Server setup

EBW serves the site through an HAProxy proxy server. This enables HAProxy metrics, the serving of other websites on the same server if desired, and the enabling of various http/s best-practices (timeouts, server and client limits) that can be implemented at the proxy layer, rather than being coded in the Go server.

Ansible configuration

The default HAProxy setup is configured through the Ansible scripts, particularly the haproxy role. In tools/ansible/roles/haproxy/tasks/main.yml the installation is defined. It might be instructive to look through that role definition file through this discussion:

  1. Steps install-haproxy through install-certbot install haproxy and certbot from Ubuntu repos and the Let’s Encrypt repo.
  2. Steps create-haproxy-lua-dir through copy-haproxy-lua-script install the acme-validation plugin for HAProxy from https://github.com/janeczku/haproxy-acme-validation-plugin.git.
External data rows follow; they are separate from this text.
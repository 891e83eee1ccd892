// SPDX-License-Identifier: GPL-3.0-or-later
// Copyright 2026 Tobias Sarnowski

//! Binary image format constants.
//!
//! An image is a linearly-laid-out blob encoding one top-level code or
//! native-code object, loaded without relocation. Images are concatenated
//! in their memory space and the table ends with a sentinel zero byte.
//!
//! Layout of a code image:
//!
//! ```text
//! offset  0: type byte (TAG_CIM)
//! offset  1: image size, u16 LE, covers type byte through image end
//! offset  3: stack size in slots
//! offset  4: number of locals
//! offset  5: number of free variables (reserved)
//! offset  6: argument count
//! offset  7: names tuple, then consts tuple (recursive objects)
//! then     : bytecode until image end
//! ```
//!
//! A native image carries the same type/size prefix followed by an
//! argument count byte and a u16 LE native function index.
//!
//! Nested objects use one tag byte each: none, integer (4B LE), string
//! (u16 LE length + payload), tuple (u16 LE count + elements), or a
//! nested code/native image.


/// Sentinel byte terminating a concatenated image table.
pub const IMG_LIST_SENTINEL: u8 = 0;

/// Offset of the stack-size field in a code image.
pub const CI_STACKSIZE_FIELD: u32 = 3;
/// Offset of the locals-count field in a code image.
pub const CI_NLOCALS_FIELD: u32 = 4;
/// Offset of the free-variable-count field in a code image.
pub const CI_NFREEVARS_FIELD: u32 = 5;
/// Offset of the argument-count field in a code image.
pub const CI_ARGCOUNT_FIELD: u32 = 6;
/// Offset of the names tuple in a code image.
pub const CI_NAMES_FIELD: u32 = 7;

/// Object tag bytes that may appear in an image.
///
/// These are the loadable subset of the VM's object tag space; the VM
/// defines the runtime-only tags in the same numbering.
pub mod tag {
    /// The None singleton.
    pub const NON: u8 = 0x00;
    /// Signed 32-bit integer, 4-byte LE value.
    pub const INT: u8 = 0x01;
    /// String, u16 LE length plus payload bytes.
    pub const STR: u8 = 0x03;
    /// Tuple, u16 LE count plus that many recursive objects.
    pub const TUP: u8 = 0x04;
    /// Code image.
    pub const CIM: u8 = 0x0A;
    /// Native code image.
    pub const NIM: u8 = 0x0B;
}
This plugin allows HAProxy to handle certbot signature validation requests without interrupting HAProxy.
  3. Step stop-haproxy-systemd disables HAProxy, and get-certificate fetches a certificate for the server’s fqdn, using the certbot standalone server (this because we’ve not yet fully configured HAProxy).
  4. merge-certificate merges the certbot acquired certificates into a format required by HAProxy.
  5. configure-haproxy does the configuration of HAProxy, and notifies Ansible that HAProxy should be restarted (this will occur at the end of the installation).
  6. Finally cron-letsencrypt configures the Let’s Encrypt certificate renewal, using the script received from the lua plugin repo.

HAProxy configuration

HAProxy is configured from the template tools/ansible/roles/haproxy/templates/haproxy.cfg.j2. The file is largely self-explanatory, while a few inlined comments describe particular configurations.